Ho Chi Minh (or Saigon, as it is still referred to by the Vietnamese) is a big, loud, busy city. It is the most modernized of the country’s cities and acts as a hub for education, business, and politics. Here, we enjoyed a self guided walking tour of the crowded, terrifying streets; a gut wrenching lesson on the Vietnam war; and our first taste of local food and booze! Walking around the city was fun and slightly hilarious. If you have not heard, there is an art to crossing the street in Vietnam and it is not for the faint hearted. Unfortunately, until you figure it out, you’re not going to make it very far. The technique is something of a cross your fingers and hope for the best, while walking steadily and confidently to the other side of the road. The very worst thing you can do is stop or change your pace. Literally, you just have to hope for the best and GO. There is no break in the traffic and no one gives a sh*t if you’re standing at a crosswalk patiently. You just gotta go. This is usually successful because just as badly as you don’t want to get hit by a car/motorbike, they don’t want to hit you. So far so good for us newbies. After making our way across the crazy chaos of HCMC streets, we spent our afternoon at the Vietnam War museum. Though it was an incredibly biased portrayal of the events of this devastating war, it was eye opening nonetheless. Both Alyssa and I felt ashamed about how little we really knew about this travesty. Somehow it seems to always be overlooked during high school history classes. In the evening we enjoyed fresh spring rolls with some new friends from Australia, Holland, and England. The food was delicious, but a lot more daunting than some of the countries I have been in. Pig’s ear salad, anyone? We finished our day in HCMC with a few drinks on the street, before boarding a 1am bus north to Dalat. This was the first ‘bunk bed’ bus I have ever been on and it was pretty hilarious. There are literally 3 rows of bunk beds with reclining seats. Generally, they would tolerable for one night’s sleep. However, on this particular bus, sleep was hard to come by as our driver felt in neccesary to drive 1,000 miles per hour and honk his absurdly loud horn every 3 seconds. I did not exagerate any of those things. Needless to say, after arriving in Dalat at 6am we spent the next 3 hours in bed.

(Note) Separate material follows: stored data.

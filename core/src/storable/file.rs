//! Scoped file transport
//!
//! Each call opens the file, performs exactly one encode or decode pass and
//! drops the handle before returning, on success and on every error path.

use std::fs::File;
use std::io::{BufWriter, Read};
use std::path::Path;

use super::{Storable, read_object, write_object};
use crate::codec::{Reader, Writer};
use crate::error::{CodecError, DecodeError, EncodeError};
use crate::limits::DecodeLimits;

/// Encode `value` into a new file at `path`, replacing any existing file
pub fn write_to_path<T: Storable>(path: &Path, value: &T) -> Result<(), EncodeError> {
    let file = File::create(path)?;
    let mut w = Writer::new(BufWriter::new(file));
    write_object(&mut w, value)?;
    w.flush()?;
    Ok(())
}

/// Decode a value from the file at `path`
pub fn read_from_path<T: Storable>(path: &Path, limits: DecodeLimits) -> Result<T, DecodeError> {
    let mut bytes = Vec::new();
    File::open(path)
        .and_then(|mut file| file.read_to_end(&mut bytes))
        .map_err(CodecError::from)?;
    read_object(&mut Reader::with_limits(&bytes, limits))
}
//! Recorded or planned track
//!
//! Layout history:
//!
//! - v0: base core, points, breaks, waypoints, statistics
//! - v1: base state flags
//! - v2: activity type, folder style flag
//!
//! Breaks are stored as a count followed by one int per break. A break value
//! `i` splits the track between points `i` and `i + 1`. Decoded breaks are
//! sorted and deduplicated, so a stream with unordered breaks does not
//! re-encode byte for byte.

use std::io::Write;

use geowire_core::{
    CodecError, DecodeError, Reader, Storable, Writer, read_list, read_object, write_list,
    write_object,
};
use serde::Serialize;

use crate::base::GeoDataBase;
use crate::location::Location;
use crate::point::Point;
use crate::stats::TrackStats;

#[derive(Debug, Clone, PartialEq, Serialize)]
pub struct Track {
    pub base: GeoDataBase,
    pub points: Vec<Location>,
    breaks: Vec<i32>,
    pub waypoints: Vec<Point>,
    pub stats: TrackStats,
    pub activity_type: i32,
    pub use_folder_style: bool,
}

impl Default for Track {
    fn default() -> Self {
        Self {
            base: GeoDataBase::default(),
            points: Vec::new(),
            breaks: Vec::new(),
            waypoints: Vec::new(),
            stats: TrackStats::default(),
            activity_type: 0,
            use_folder_style: true,
        }
    }
}

impl Track {
    pub fn new(name: impl Into<String>) -> Self {
        Self {
            base: GeoDataBase::named(name),
            ..Self::default()
        }
    }

    pub fn add_point(&mut self, location: Location) {
        self.points.push(location);
    }

    /// Split the track after the point at `index`.
    ///
    /// Returns `false` for a negative index or an existing break.
    pub fn add_break_after(&mut self, index: i32) -> bool {
        if index < 0 {
            tracing::debug!(index, "ignoring negative break index");
            return false;
        }
        match self.breaks.binary_search(&index) {
            Ok(_) => false,
            Err(pos) => {
                self.breaks.insert(pos, index);
                true
            }
        }
    }

    /// Sorted, non-negative break indices
    pub fn breaks(&self) -> &[i32] {
        &self.breaks
    }

    /// Replace all breaks; negative indices are dropped
    pub fn set_breaks(&mut self, breaks: impl IntoIterator<Item = i32>) {
        self.breaks = breaks.into_iter().filter(|index| *index >= 0).collect();
        self.breaks.sort_unstable();
        self.breaks.dedup();
    }

    /// Continuous runs of points between breaks.
    ///
    /// Breaks at or past the last point are ignored; empty runs are skipped.
    pub fn segments(&self) -> impl Iterator<Item = &[Location]> + '_ {
        let len = self.points.len();
        let mut start = 0usize;
        let mut bounds = self
            .breaks
            .iter()
            .map(|b| *b as usize + 1)
            .filter(move |end| *end < len)
            .chain(std::iter::once(len));
        std::iter::from_fn(move || {
            loop {
                let end = bounds.next()?;
                let segment = &self.points[start..end];
                start = end;
                if !segment.is_empty() {
                    return Some(segment);
                }
            }
        })
    }

    /// Recompute statistics from the points, segment by segment
    pub fn compute_stats(&mut self) {
        let mut stats = TrackStats::default();
        for segment in self.segments() {
            stats.merge(&TrackStats::from_segment(segment));
        }
        self.stats = stats;
    }
}

impl Storable for Track {
    const VERSION: i32 = 2;
    const NAME: &'static str = "Track";

    fn write_body<W: Write>(&self, w: &mut Writer<W>, version: i32) -> Result<(), CodecError> {
        self.base.write_core(w)?;
        write_list(w, &self.points)?;
        w.write_count(self.breaks.len())?;
        for brk in &self.breaks {
            w.write_i32(*brk)?;
        }
        write_list(w, &self.waypoints)?;
        write_object(w, &self.stats)?;

        if version >= 1 {
            self.base.write_flags(w)?;
        }
        if version >= 2 {
            w.write_i32(self.activity_type)?;
            w.write_bool(self.use_folder_style)?;
        }
        Ok(())
    }

    fn read_body(r: &mut Reader<'_>, version: i32) -> Result<Self, DecodeError> {
        let base = GeoDataBase::read_core(r)?;
        let points = read_list(r)?;

        let count = r.read_count(4)?;
        let mut breaks = Vec::with_capacity(count);
        for _ in 0..count {
            let index = r.read_i32()?;
            if index < 0 {
                return Err(DecodeError::invalid(
                    "breaks",
                    format!("negative break index {index}"),
                ));
            }
            breaks.push(index);
        }
        breaks.sort_unstable();
        breaks.dedup();

        let mut track = Self {
            base,
            points,
            breaks,
            waypoints: read_list(r)?,
            stats: read_object(r)?,
            ..Self::default()
        };

        if version >= 1 {
            track.base.read_flags(r)?;
        }
        if version >= 2 {
            track.activity_type = r.read_i32()?;
            track.use_folder_style = r.read_bool()?;
        }
        Ok(track)
    }
}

Dalat is known as ‘the little paris’ of Vietnam. Like much of Vietnam, it is highly influenced by french architecture and design. It is a nice town up in the hills of Central Vietnam and has a particularly unique climate. They say that Dalat typically experiences all 4 seasons in one day. I found this to be mostly accurate. Unfortunately, we only had a day in Dalat but it was a charming place and is a great base for adventure activities in the surrounding hills. On this visit, our adventure of choice was motorcycles. After advice from a friend and reading up on the famed ‘easy riders’ of Dalat, we were on a mission to find a man with a motorcycle. Well, turns out these men are everywhere in Dalat and there is no longer one established group of ‘easy riders’. Easy riders are a group of guides who specialize in taking tourists to the more untouched parts of Vietnam by way of motorcycle. In the past, this was a very well recognized ‘club’. These days there are many copy cats (the asian rule of thumb is generally- if someone else finds success, I will copy them and also find success) and it can be difficult to discern who actually knows how to guide a succesful motorcycle tour. So, with some trepidation, Alyssa and I headed out on a hunt for our easy rider. We didn’t look far (at all.) until fate intervened and we were introduced to the most perfect man. His name was Loc and his resume is as follows: he is 62 (going on 90), has 2 teeth, he smiles with his whole face, has a wicked laugh, and the most sarcastic sense of humor. He spent 7 years with the special forces of the US army during the Vietnam war, during which time he picked up a few dirty jokes and a very bad smoking habit. He has a wife whom is shaped like a square (his words) and a cat who’s name he does not know. He eats only chicken and rice, and sometimes eggs. Vegetables are the devil and as he inhales his 30th cigarette of the day he refuses to drink his soup broth because it contains MSG. This is a man who has his mind made up and his priorities straight. For Alyssa and I, it was love at first sight and we knew he’d be our guide even before he handed over his volumes of tattered, leather bound reviews authored by the satisfied tourists who had come before us.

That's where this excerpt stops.